Fisco, urge una riforma
attenta ai ceti medi

Le tasse sono un tema passato in secondo piano, perché distratti e un po’ inebriati dalla pioggia di miliardi in arrivo in Italia, se ben spesi capaci di far salire il Pil di 3 punti. Eppure sarebbe davvero il momento migliore per mettere un po’ di ordine (e di giustizia sociale) in tema di fisco. Per ora, i tentativi di accostare i miliardi europei con il prelievo fiscale sono stati goffi. Il primo istinto è stato addirittura quello di usarli per abbassare le imposte. Troppo comodo, farsi pagare le tasse da Bruxelles e dagli altri soci dell’Unione. È arrivato il primo rimbrotto del nostro rappresentante lassù, Paolo Gentiloni: cominciate male. Sono richiesti ben altri progetti, l’indicazione delle priorità, la scelta di obiettivi ispirati allo sviluppo. È ovvio che i due temi sono correlati: crescita controllata del debito da un lato e prelievo fiscale dall’altro, ma per la prima volta c’è la possibilità di riformare, senza l’affanno e l’acqua alla gola delle restrizioni di bilancio.

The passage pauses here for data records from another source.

//! Defines the self-describing byte format of a compressed payload.
//! This module is the single source of truth for serialization, parsing, and
//! validation of payloads; the pipeline itself only ever sees the opaque
//! `CompressedPayload`.
//!
//! Layout (all integers little-endian):
//!
//! ```text
//! magic "MGVP" | version u16 | precision u8 | encoding u8 | mode u8 | ndims u8
//! dims u64 * ndims | s f64 | tolerance f64 | quantum f64
//! dictionary_size u32 | secondary_frame_size u64 (0 = disabled) | num_blocks u32
//! (elements u64, outliers u64, stored_bytes u64) * num_blocks
//! block streams, in table order
//! ```

use std::io::{Cursor, Read};

use crate::backend::codec::{BlockCodec, EncodedBlock, Encoding};
use crate::error::VerifyError;
use crate::types::{ErrorBoundMode, Precision, Shape, MAX_DIMS};

//==================================================================================
// Format Constants
//==================================================================================

/// The magic number identifying a payload.
pub const PAYLOAD_MAGIC: &[u8; 4] = b"MGVP";
/// The current version of the payload format.
pub const PAYLOAD_FORMAT_VERSION: u16 = 1;

const ENCODING_VERBATIM: u8 = 0;
const ENCODING_QUANTIZED: u8 = 1;
/// Size of one block table entry in bytes.
const BLOCK_ENTRY_SIZE: usize = 24;

//==================================================================================
// Public Structs
//==================================================================================

/// An opaque compressed byte sequence produced by a backend.
#[derive(Debug, Clone, PartialEq, Eq)]
pub struct CompressedPayload {
    bytes: Vec<u8>,
}

impl CompressedPayload {
    pub fn from_bytes(bytes: Vec<u8>) -> Self {
        Self { bytes }
    }

    pub fn as_bytes(&self) -> &[u8] {
        &self.bytes
    }

    pub fn into_bytes(self) -> Vec<u8> {
        self.bytes
    }

    pub fn len(&self) -> usize {
        self.bytes.len()
    }

    pub fn is_empty(&self) -> bool {
        self.bytes.is_empty()
    }
}

/// One row of the block table.
#[derive(Debug, Clone, Copy, PartialEq, Eq)]
pub(crate) struct BlockEntry {
    pub elements: u64,
    pub outliers: u64,
    pub stored_bytes: u64,
}

/// Everything in a payload except the block streams.
#[derive(Debug, Clone, PartialEq)]
pub(crate) struct PayloadHeader {
    pub precision: Precision,
    pub mode: ErrorBoundMode,
    pub dims: Vec<usize>,
    pub smoothness: f64,
    pub tolerance: f64,
    pub codec: BlockCodec,
    pub blocks: Vec<BlockEntry>,
}

impl PayloadHeader {
    /// Checks the payload describes the array the caller expects.
    pub fn validate(&self, shape: &Shape, precision: Precision) -> Result<(), VerifyError> {
        if self.precision != precision {
            return Err(VerifyError::MalformedPayload(format!(
                "payload holds {} data, {} was requested",
                self.precision, precision
            )));
        }
        if self.dims != shape.dims() {
            return Err(VerifyError::MalformedPayload(format!(
                "payload shape {:?} does not match requested shape {:?}",
                self.dims,
                shape.dims()
            )));
        }
        let total = self
            .blocks
            .iter()
            .try_fold(0u64, |acc, b| acc.checked_add(b.elements))
            .ok_or_else(|| {
                VerifyError::MalformedPayload("block element counts overflow".to_string())
            })?;
        if total != shape.num_elements() as u64 {
            return Err(VerifyError::MalformedPayload(format!(
                "block table covers {} elements, shape has {}",
                total,
                shape.num_elements()
            )));
        }
        Ok(())
    }
}

//==================================================================================
// Writing
//==================================================================================

/// Accumulates encoded blocks and assembles the final payload.
pub(crate) struct PayloadBuilder {
    header: PayloadHeader,
    data: Vec<u8>,
}

impl PayloadBuilder {
    /// `header.blocks` is ignored; the table is built from pushed blocks.
    pub fn new(mut header: PayloadHeader) -> Self {
        header.blocks.clear();
        Self {
            header,
            data: Vec::new(),
        }
    }

    pub fn push(&mut self, block: EncodedBlock) {
        self.header.blocks.push(BlockEntry {
            elements: block.elements,
            outliers: block.outliers,
            stored_bytes: block.bytes.len() as u64,
        });
        self.data.extend_from_slice(&block.bytes);
    }

    pub fn finish(self) -> Result<CompressedPayload, VerifyError> {
        let h = &self.header;
        let num_blocks = u32::try_from(h.blocks.len()).map_err(|_| {
            VerifyError::Backend(format!("{} blocks exceed the format limit", h.blocks.len()))
        })?;

        let header_size =
            4 + 2 + 4 + h.dims.len() * 8 + 3 * 8 + 4 + 8 + 4 + h.blocks.len() * BLOCK_ENTRY_SIZE;
        let mut out = Vec::with_capacity(header_size + self.data.len());

        out.extend_from_slice(PAYLOAD_MAGIC);
        out.extend_from_slice(&PAYLOAD_FORMAT_VERSION.to_le_bytes());
        out.push(h.precision.tag());
        let (encoding_tag, quantum) = match h.codec.encoding {
            Encoding::Verbatim => (ENCODING_VERBATIM, 0.0),
            Encoding::Quantized { quantum } => (ENCODING_QUANTIZED, quantum),
        };
        out.push(encoding_tag);
        out.push(h.mode.tag());
        out.push(h.dims.len() as u8);
        for &d in &h.dims {
            out.extend_from_slice(&(d as u64).to_le_bytes());
        }
        out.extend_from_slice(&h.smoothness.to_le_bytes());
        out.extend_from_slice(&h.tolerance.to_le_bytes());
        out.extend_from_slice(&quantum.to_le_bytes());
        out.extend_from_slice(&h.codec.dictionary_size.to_le_bytes());
        out.extend_from_slice(&(h.codec.secondary_frame_size.unwrap_or(0) as u64).to_le_bytes());
        out.extend_from_slice(&num_blocks.to_le_bytes());
        for b in &h.blocks {
            out.extend_from_slice(&b.elements.to_le_bytes());
            out.extend_from_slice(&b.outliers.to_le_bytes());
            out.extend_from_slice(&b.stored_bytes.to_le_bytes());
        }
        out.extend_from_slice(&self.data);

        Ok(CompressedPayload::from_bytes(out))
    }
}

//==================================================================================
// Parsing
//==================================================================================

/// A parsed payload borrowing its block streams from the original bytes.
#[derive(Debug)]
pub(crate) struct ParsedPayload<'a> {
    pub header: PayloadHeader,
    data: &'a [u8],
}

impl<'a> ParsedPayload<'a> {
    pub fn parse(payload: &'a CompressedPayload) -> Result<Self, VerifyError> {
        let bytes = payload.as_bytes();
        let mut cursor = Cursor::new(bytes);

        let mut magic = [0u8; 4];
        read_exact(&mut cursor, &mut magic)?;
        if magic != *PAYLOAD_MAGIC {
            return Err(VerifyError::MalformedPayload("invalid payload magic number".into()));
        }
        let version = u16::from_le_bytes(read_array(&mut cursor)?);
        if version != PAYLOAD_FORMAT_VERSION {
            return Err(VerifyError::MalformedPayload(format!(
                "unsupported payload version: expected {}, got {}",
                PAYLOAD_FORMAT_VERSION, version
            )));
        }

        let [precision_tag, encoding_tag, mode_tag, ndims] = read_array::<4>(&mut cursor)?;
        let precision = Precision::from_tag(precision_tag).ok_or_else(|| {
            VerifyError::MalformedPayload(format!("unknown precision tag {}", precision_tag))
        })?;
        let mode = ErrorBoundMode::from_tag(mode_tag).ok_or_else(|| {
            VerifyError::MalformedPayload(format!("unknown mode tag {}", mode_tag))
        })?;
        let ndims = ndims as usize;
        if ndims == 0 || ndims > MAX_DIMS {
            return Err(VerifyError::MalformedPayload(format!(
                "invalid dimension count {}",
                ndims
            )));
        }

        let dims = (0..ndims)
            .map(|_| read_u64(&mut cursor).and_then(to_usize))
            .collect::<Result<Vec<_>, _>>()?;
        let smoothness = f64::from_le_bytes(read_array(&mut cursor)?);
        let tolerance = f64::from_le_bytes(read_array(&mut cursor)?);
        let quantum = f64::from_le_bytes(read_array(&mut cursor)?);
        let encoding = match encoding_tag {
            ENCODING_VERBATIM => Encoding::Verbatim,
            ENCODING_QUANTIZED if quantum.is_finite() && quantum > 0.0 => {
                Encoding::Quantized { quantum }
            }
            ENCODING_QUANTIZED => {
                return Err(VerifyError::MalformedPayload(format!("invalid quantum {}", quantum)))
            }
            other => {
                return Err(VerifyError::MalformedPayload(format!(
                    "unknown encoding tag {}",
                    other
                )))
            }
        };
        let dictionary_size = u32::from_le_bytes(read_array(&mut cursor)?);
        let secondary = to_usize(read_u64(&mut cursor)?)?;
        let num_blocks = u32::from_le_bytes(read_array(&mut cursor)?) as usize;

        let remaining = bytes.len() - cursor.position() as usize;
        if num_blocks.saturating_mul(BLOCK_ENTRY_SIZE) > remaining {
            return Err(VerifyError::MalformedPayload(format!(
                "block table of {} entries exceeds the {} remaining bytes",
                num_blocks, remaining
            )));
        }
        let mut blocks = Vec::with_capacity(num_blocks);
        for _ in 0..num_blocks {
            blocks.push(BlockEntry {
                elements: read_u64(&mut cursor)?,
                outliers: read_u64(&mut cursor)?,
                stored_bytes: read_u64(&mut cursor)?,
            });
        }

        let data = &bytes[cursor.position() as usize..];
        let declared = blocks
            .iter()
            .try_fold(0u64, |acc, b| acc.checked_add(b.stored_bytes))
            .ok_or_else(|| {
                VerifyError::MalformedPayload("block stream lengths overflow".to_string())
            })?;
        if declared != data.len() as u64 {
            return Err(VerifyError::MalformedPayload(format!(
                "block table declares {} bytes of streams, payload holds {}",
                declared,
                data.len()
            )));
        }

        Ok(Self {
            header: PayloadHeader {
                precision,
                mode,
                dims,
                smoothness,
                tolerance,
                codec: BlockCodec {
                    encoding,
                    dictionary_size,
                    secondary_frame_size: (secondary > 0).then_some(secondary),
                },
                blocks,
            },
            data,
        })
    }

    /// Pairs every block table entry with its stream.
    pub fn blocks(&self) -> Vec<(BlockEntry, &'a [u8])> {
        let mut offset = 0usize;
        self.header
            .blocks
            .iter()
            .map(|entry| {
                // Lengths were checked against the data size in `parse`.
                let len = entry.stored_bytes as usize;
                let stream = &self.data[offset..offset + len];
                offset += len;
                (*entry, stream)
            })
            .collect()
    }
}

fn read_exact(cursor: &mut Cursor<&[u8]>, buf: &mut [u8]) -> Result<(), VerifyError> {
    cursor
        .read_exact(buf)
        .map_err(|_| VerifyError::MalformedPayload("payload truncated".into()))
}

fn read_array<const N: usize>(cursor: &mut Cursor<&[u8]>) -> Result<[u8; N], VerifyError> {
    let mut buf = [0u8; N];
    read_exact(cursor, &mut buf)?;
    Ok(buf)
}

fn read_u64(cursor: &mut Cursor<&[u8]>) -> Result<u64, VerifyError> {
    Ok(u64::from_le_bytes(read_array(cursor)?))
}

fn to_usize(v: u64) -> Result<usize, VerifyError> {
    usize::try_from(v)
        .map_err(|_| VerifyError::MalformedPayload(format!("{} does not fit in usize", v)))
}
// In: src/pipeline/orchestrator.rs

//! The verification state machine.
//!
//! A run moves through
//! `Configured -> Loaded -> Normed -> Compressed -> Decompressed -> Verified`
//! and ends in `Success` or `Failure`. Any error ends the run in `Failure`;
//! there are no retries. The pipeline owns the original and reconstructed
//! buffers for the whole run, so they are released on every exit path.

use std::fmt;
use std::time::Instant;

use crate::backend::{self, CompressRequest, CompressionBackend};
use crate::config::{BackendConfig, RunConfig};
use crate::error::VerifyError;
use crate::kernels::metrics;
use crate::pipeline::result::{compression_ratio, PhaseTiming, RunResult};
use crate::pipeline::source::DataSource;
use crate::report::{Phase, ReportingSink};
use crate::types::{Element, ErrorBoundMode, NormKind, Precision};

#[derive(Debug, Clone, Copy, PartialEq, Eq)]
pub enum Stage {
    Configured,
    Loaded,
    Normed,
    Compressed,
    Decompressed,
    Verified,
    Success,
    Failure,
}

impl Stage {
    pub fn is_terminal(&self) -> bool {
        matches!(self, Stage::Success | Stage::Failure)
    }
}

impl fmt::Display for Stage {
    fn fmt(&self, f: &mut fmt::Formatter<'_>) -> fmt::Result {
        fmt::Debug::fmt(self, f)
    }
}

pub struct VerificationPipeline {
    config: RunConfig,
    backend_config: BackendConfig,
    backend: Box<dyn CompressionBackend>,
    stage: Stage,
}

impl VerificationPipeline {
    /// Creates a pipeline using the in-tree backend for `config.device`.
    pub fn new(config: RunConfig, backend_config: BackendConfig) -> Self {
        let backend = backend::for_device(config.device);
        Self::with_backend(config, backend_config, backend)
    }

    pub fn with_backend(
        config: RunConfig,
        backend_config: BackendConfig,
        backend: Box<dyn CompressionBackend>,
    ) -> Self {
        Self {
            config,
            backend_config,
            backend,
            stage: Stage::Configured,
        }
    }

    pub fn stage(&self) -> Stage {
        self.stage
    }

    pub fn config(&self) -> &RunConfig {
        &self.config
    }

    /// Executes the run once. A tolerance miss is a normal outcome and is
    /// returned as `Ok` with `tolerance_met == false`.
    pub fn run(&mut self, sink: &mut dyn ReportingSink) -> Result<RunResult, VerifyError> {
        if self.stage != Stage::Configured {
            return Err(VerifyError::AlreadyFinished(self.stage.to_string()));
        }
        sink.print_config(&self.config);

        let outcome = match self.config.precision {
            Precision::Single => self.run_typed::<f32>(sink),
            Precision::Double => self.run_typed::<f64>(sink),
        };

        match &outcome {
            Ok(result) if result.tolerance_met => self.advance(Stage::Success),
            Ok(_) => self.advance(Stage::Failure),
            Err(e) => {
                log::error!("Run failed: {}", e);
                self.advance(Stage::Failure);
            }
        }
        outcome
    }

    fn advance(&mut self, next: Stage) {
        log::debug!("Pipeline stage: {} -> {}", self.stage, next);
        self.stage = next;
    }

    fn run_typed<T: Element>(
        &mut self,
        sink: &mut dyn ReportingSink,
    ) -> Result<RunResult, VerifyError> {
        let shape = self.config.shape.clone();
        let mode = self.config.mode;
        let smoothness = self.config.smoothness;
        let metric = NormKind::for_element::<T>(smoothness);

        // --- Load ---
        let original_size_bytes = self.config.input_byte_len()?;
        let source = DataSource::from_identifier(&self.config.input);
        let loaded = source.load::<T>(original_size_bytes, self.config.enforce_size)?;
        if let Some(range) = loaded.min_max {
            sink.print_min_max(range.min.widen(), range.max.widen());
        }
        let original = loaded.data;
        self.advance(Stage::Loaded);

        // --- Norm ---
        let norm = metrics::norm(&original, metric)?;
        let effective_tolerance =
            mode.effective_tolerance(norm, T::cast_from(self.config.tolerance));
        if mode == ErrorBoundMode::Relative && norm == T::zero() {
            log::warn!("Input has zero {} norm; a relative bound cannot be met", metric);
        }
        self.advance(Stage::Normed);

        // --- Compress ---
        log::info!("Start compressing");
        let request = CompressRequest {
            shape: &shape,
            smoothness,
            tolerance: self.config.tolerance,
            mode,
            data: T::as_buffer_ref(&original),
        };
        let start = Instant::now();
        let payload = self
            .backend
            .compress(&request, &self.backend_config)
            .map_err(|e| e.at_stage(Stage::Compressed.to_string()))?;
        let compress = PhaseTiming {
            elapsed: start.elapsed(),
            bytes: original_size_bytes,
        };
        sink.print_phase(Phase::Compress, &compress);
        self.advance(Stage::Compressed);

        // --- Decompress ---
        log::info!("Start decompressing");
        let start = Instant::now();
        let restored = self
            .backend
            .decompress(&shape, T::PRECISION, &payload, &self.backend_config)
            .and_then(T::from_buffer)
            .map_err(|e| e.at_stage(Stage::Decompressed.to_string()))?;
        let decompress = PhaseTiming {
            elapsed: start.elapsed(),
            bytes: original_size_bytes,
        };
        if restored.len() != original.len() {
            return Err(VerifyError::Backend(format!(
                "decompression produced {} elements, expected {}",
                restored.len(),
                original.len()
            ))
            .at_stage(Stage::Decompressed.to_string()));
        }
        sink.print_phase(Phase::Decompress, &decompress);
        self.advance(Stage::Decompressed);

        // --- Verify ---
        let error = metrics::error(&original, &restored, metric)?;
        let tolerance_met = error < effective_tolerance;
        let measured_error = match mode {
            ErrorBoundMode::Relative => error / norm,
            ErrorBoundMode::Absolute => error,
        };
        self.advance(Stage::Verified);

        let result = RunResult {
            device: self.backend.device(),
            original_size_bytes,
            compressed_size_bytes: payload.len(),
            compression_ratio: compression_ratio(original_size_bytes, payload.len()),
            metric,
            mode,
            norm: norm.widen(),
            measured_error: measured_error.widen(),
            tolerance: self.config.tolerance,
            effective_tolerance: effective_tolerance.widen(),
            tolerance_met,
            compress,
            decompress,
        };
        log_metric!(
            "event" = "verified",
            "metric" = metric.label(),
            "ratio" = &result.compression_ratio,
            "error" = &result.measured_error,
            "tolerance_met" = &result.tolerance_met
        );
        sink.print_result(&result);
        Ok(result)
    }
}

Gli aiuti esterni sono in grado di sostenere le grandi operazioni strutturali che da soli non riusciamo a fronteggiare. Grazie al Mes, che dopo le elezioni verrà usato, arrivano 36 miliardi per la sanità, grazie al Sure 27 per la disoccupazione, con il Recovery sono 210 per digitalizzazione, modernizzazione, infrastrutture eccetera. Dalla Bei arriva una fetta dei 200 miliardi per investimenti.

Al resto, vogliamo pensare con i nostri soldi? Ci sembra il minimo, magari evitando di favellare di flat tax e di chiedere nei comizi di bloccare i pagamenti, perché fino a metà 2021 lo Stato ne ha bisogno per l’ordinaria amministrazione. Pensiamo dunque alla riforma fiscale. Ora o mai più. Ma quando si parla dell’argomento tasse, occhio ai luoghi comuni vittimisti e soprattutto attenti bene a non generalizzare. Non è assolutamente vero che è una disgrazia universale. Per qualcuno sì, ma per altri proprio per niente. Trenta milioni di italiani non pagano tasse o ricevono dallo Stato più di quello che versano. Su quasi 42 milioni di contribuenti, più della metà dichiara e paga sulla base di un reddito inferiore a 20 mila euro. Il 15% di cittadini paga il 45% di tutta l’Irpef. Dunque, possiamo dire che il Fisco è una colossale macchina di cattiva redistribuzione del reddito nazionale, questo sì. Alcuni troppo e alcuni troppo poco. L’evasione totale, specializzazione di veri e propri professionisti del crimine, è per fortuna in discesa, ma l’evasione legalizzata o tollerata è sempre superiore ai 100 miliardi. Nella giungla di deduzioni e detrazioni, che valgono da sole 105 miliardi, si fa in fretta a nascondersi. Dunque, sarebbe bene individuare con attenzione le priorità e noi, per non farla lunga, ne indichiamo in particolare una, denunciata dallo stesso vice ministro Antonio Misiani e ora gridata dall’Ordine nazionale dei commercialisti. Si tratta della vergognosa aliquota del 38%, che riguarda la gran parte di quelli che l’Irpef la pagano. Perché vergognosa? Perché va da 28 mila a 55 mila euro di reddito, e ben si capisce che i due estremi vivono in due mondi diversi, con l’aggravante che se i mestieri sono differenti (lavoro dipendente, lavoro autonomo) e il carico di famiglia anche, l’ingiustizia diventa ancor più eclatante.

I commercialisti propongono di usare l’aliquota precedente, il 27%, per tutta l’estensione, con riduzione a 4 degli scaglioni e un costo di 9 miliardi. Si può discutere, ma è certo che sarebbe una svolta per il ceto medio, che oggi ha in mano il futuro della crisi. La materia è diventata più per sociologi che per fiscalisti. Con l’attuale soglia, le parti più dinamiche del lavoro, quella attorno a 28 mila euro e a 55 mila euro, sono disincentivate a crescere. Occorre dunque coraggio e concretezza. Oppure lasciamo pur credere che i problemi finanziari li risolve il taglio dei parlamentari.